Personal medical costs are a huge topic of conversation in the US right now. They’re sky high and could get even higher in the coming years. Unless you happen to have comprehensive medical coverage through your employer, you’ll need to self-finance your personal medical costs. The main way to do it is to simply make sure that you’re budgeting for the future. However, you also need to make sure you’re aware of how much coverage you have right now. This guide is going to discuss both of these issues.
How Much Coverage Do You Have?
Before coming up with a plan, you need to check how much coverage you have. If you don’t have any plan at all, your strategy will have to be far more radical. Approach your insurer and check to see what’s covered and what isn’t. Sometimes diagnostic tests aren’t included, for example. It’s important to be aware of this before you experience health problems.
Create a Savings Plan
It’s well-known that if you can cover costs upfront you can get a big discount on the final bill. Remember that medical facilities aren’t charging you based on their costs they’re charging you based on them making a healthy profit. Sometimes paying upfront can give you a 30% discount.
Create a regular savings plan by forming a household budget. Start making a nest egg specifically for covering any potential medical costs. The earlier you start the bigger the savings.
But what about if you’re an employer who decides to self-fund?
How Do Employers Self-Fund Personal Medical Costs?
For the first time, small employers are forced to consider self-funding personal medical costs as bills continue to get higher. Instead of contacting an insurance company, they pay out of their own pockets. The principle is exactly the same as an individual. Create a budget and set aside a certain amount every month to cover personal medical costs.
Alternatively, some small employers may decide against offering any health coverage whatsoever. But this could make them less competitive.

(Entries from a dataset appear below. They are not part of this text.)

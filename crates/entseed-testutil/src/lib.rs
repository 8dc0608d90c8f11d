use entseed_core::schema::types::*;

/// Entity with the columns every ent carries: id, created_at, updated_at.
pub fn base_entity(name: &str) -> EntityDescriptor {
    EntityDescriptor::new(name)
        .with_field(FieldDescriptor::new("ID", DbType::Uuid))
        .with_field(FieldDescriptor::new("createdAt", DbType::Timestamp))
        .with_field(FieldDescriptor::new("updatedAt", DbType::Timestamp))
}

/// Collect descriptors into a schema, keyed by name in the given order.
pub fn entities(list: Vec<EntityDescriptor>) -> Entities {
    list.into_iter().map(|e| (e.name.clone(), e)).collect()
}

fn named(name: &str) -> EntityDescriptor {
    base_entity(name)
        .with_field(FieldDescriptor::new("FirstName", DbType::String))
        .with_field(FieldDescriptor::new("LastName", DbType::String))
}

fn address(owner: FieldDescriptor) -> EntityDescriptor {
    base_entity("Address")
        .with_field(FieldDescriptor::new("Street", DbType::String))
        .with_field(FieldDescriptor::new("City", DbType::String))
        .with_field(FieldDescriptor::new("State", DbType::String))
        .with_field(FieldDescriptor::new("ZipCode", DbType::String))
        .with_field(FieldDescriptor::new("Apartment", DbType::String).nullable())
        .with_field(owner.derived(FieldDescriptor::new("OwnerType", DbType::String)))
}

fn contact(unique: bool) -> EntityDescriptor {
    let mut user_id = FieldDescriptor::new("userID", DbType::Uuid).references("User", "ID");
    if unique {
        user_id = user_id.unique();
    }
    named("Contact").with_field(user_id)
}

/// A single User entity with no dependencies.
pub fn simple() -> Entities {
    entities(vec![named("User")])
}

/// Profile ← User ← Event ← EventAddress, chained by plain foreign keys.
pub fn foreign_key() -> Entities {
    entities(vec![
        base_entity("Profile").with_field(FieldDescriptor::new("Name", DbType::String)),
        named("User").with_field(
            FieldDescriptor::new("DefaultProfile", DbType::Uuid).references("Profile", "ID"),
        ),
        base_entity("Event")
            .with_field(FieldDescriptor::new("name", DbType::String))
            .with_field(FieldDescriptor::new("creatorID", DbType::Uuid).references("User", "ID"))
            .with_field(FieldDescriptor::new("start_time", DbType::Timestamp))
            .with_field(FieldDescriptor::new("end_time", DbType::Timestamp).nullable()),
        base_entity("EventAddress")
            .with_field(FieldDescriptor::new("Street", DbType::String))
            .with_field(FieldDescriptor::new("City", DbType::String))
            .with_field(FieldDescriptor::new("Apartment", DbType::String).nullable())
            .with_field(FieldDescriptor::new("OwnerID", DbType::Uuid).references("Event", "ID")),
    ])
}

/// Contact with a unique reference to User: one contact per user.
pub fn unique_field() -> Entities {
    entities(vec![named("User"), contact(true)])
}

/// Contact with a plain reference to User.
pub fn non_unique_field() -> Entities {
    entities(vec![named("User"), contact(false)])
}

/// Address owned by any entity with an id.
pub fn polymorphic_star() -> Entities {
    entities(vec![
        named("User"),
        address(FieldDescriptor::new("OwnerID", DbType::Uuid).polymorphic(PolymorphicRef::any())),
    ])
}

/// Address owned by a user or a contact.
pub fn polymorphic_types() -> Entities {
    entities(vec![
        named("User"),
        contact(false),
        address(
            FieldDescriptor::new("OwnerID", DbType::Uuid)
                .polymorphic(PolymorphicRef::one_of(&["user", "contact"])),
        ),
    ])
}

/// Like [`polymorphic_types`], with one address per owner row.
pub fn polymorphic_types_unique() -> Entities {
    entities(vec![
        named("User"),
        contact(false),
        address(
            FieldDescriptor::new("OwnerID", DbType::Uuid)
                .unique()
                .polymorphic(PolymorphicRef::one_of(&["user", "contact"])),
        ),
    ])
}

/// Profile ← User (one profile per user) ← Contact (many per user). Users
/// also carry a symmetric `friends` edge.
pub fn unique_chain() -> Entities {
    entities(vec![
        base_entity("Profile").with_field(FieldDescriptor::new("Name", DbType::String)),
        named("User")
            .with_field(
                FieldDescriptor::new("profileID", DbType::Uuid)
                    .unique()
                    .references("Profile", "ID"),
            )
            .with_edge(AssocEdgeDescriptor::new("friends", "User").symmetric()),
        contact(false),
    ])
}

pub const USER_STATUSES: [&str; 4] = ["UNVERIFIED", "VERIFIED", "DEACTIVATED", "DISABLED"];

/// User with an inline enum column.
pub fn with_enum_type() -> Entities {
    entities(vec![named("User").with_field(
        FieldDescriptor::new("status", DbType::Enum).enum_values(&USER_STATUSES),
    )])
}

pub const REQUEST_OUTCOMES: [&str; 3] = ["CANCELLED", "COMPLETED", "FAILED"];

/// Enum table with fixed rows, referenced by a generated Request.
pub fn enum_with_dbrows() -> Entities {
    let rows = REQUEST_OUTCOMES
        .iter()
        .map(|outcome| {
            let mut row = serde_json::Map::new();
            row.insert("outcome".into(), serde_json::json!(outcome));
            row
        })
        .collect();
    entities(vec![
        EntityDescriptor::new("RequestOutcome")
            .with_field(FieldDescriptor::new("outcome", DbType::String))
            .with_db_rows(rows),
        base_entity("Request").with_field(
            FieldDescriptor::new("outcome", DbType::Enum).references("RequestOutcome", "outcome"),
        ),
    ])
}

/// User with symmetric `friends` and `followers`/`followees`; Event with
/// `hosts` and its inverse `userToHostedEvents`.
pub fn edges() -> Entities {
    entities(vec![
        named("User")
            .with_edge(AssocEdgeDescriptor::new("friends", "User").symmetric())
            .with_edge(AssocEdgeDescriptor::new("followers", "User").inverse("followees")),
        base_entity("Event")
            .with_field(FieldDescriptor::new("name", DbType::String))
            .with_field(FieldDescriptor::new("creatorID", DbType::Uuid).references("User", "ID"))
            .with_field(FieldDescriptor::new("start_time", DbType::Timestamp))
            .with_field(FieldDescriptor::new("end_time", DbType::Timestamp).nullable())
            .with_edge(AssocEdgeDescriptor::new("hosts", "User").inverse("userToHostedEvents")),
    ])
}

/// The `foreign_key` schema as the external schema reader writes it.
pub const FOREIGN_KEY_JSON: &str = r#"{
  "Profile": {
    "fields": [
      { "name": "ID", "type": { "dbType": "UUID" } },
      { "name": "Name", "type": { "dbType": "String" } }
    ]
  },
  "User": {
    "fields": [
      { "name": "ID", "type": { "dbType": "UUID" } },
      { "name": "FirstName", "type": { "dbType": "String" } },
      { "name": "DefaultProfile", "type": { "dbType": "UUID" },
        "foreignKey": { "schema": "Profile", "column": "ID" } }
    ],
    "assocEdges": [
      { "name": "friends", "schemaName": "User", "symmetric": true }
    ]
  },
  "Event": {
    "fields": [
      { "name": "ID", "type": { "dbType": "UUID" } },
      { "name": "creatorID", "type": { "dbType": "UUID" },
        "foreignKey": { "schema": "User", "column": "ID" } },
      { "name": "start_time", "type": { "dbType": "Timestamp" } }
    ]
  }
}"#;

Insure Some and Cut Others
Another option for self-financing is to purchase limited insurance coverage and pay for other things out of pocket. One option may be with dental implant insurance. You could acquire coverage for major procedures, such as dental bridges and crowns. But you may decide to self-finance for minor expenses like your annual checkup.
It’s unwise to attempt to self-finance everything because some medical bills run into six figures. This is where a comprehensive insurance plan comes in, whether that’s standard medical insurance or dental insurance. You need to make the decision based on your own health and your own financial situation.
Last Word – Self-Financing is All in the Budget
To put it bluntly, self-financing is all about the way you budget. You need a good grasp of money management if you’re going to self-finance. If you have a budget and a good grasp of the amount of coverage you have now, you’re well on the way to self-financing successfully.
How are you going to self-finance your personal medical costs?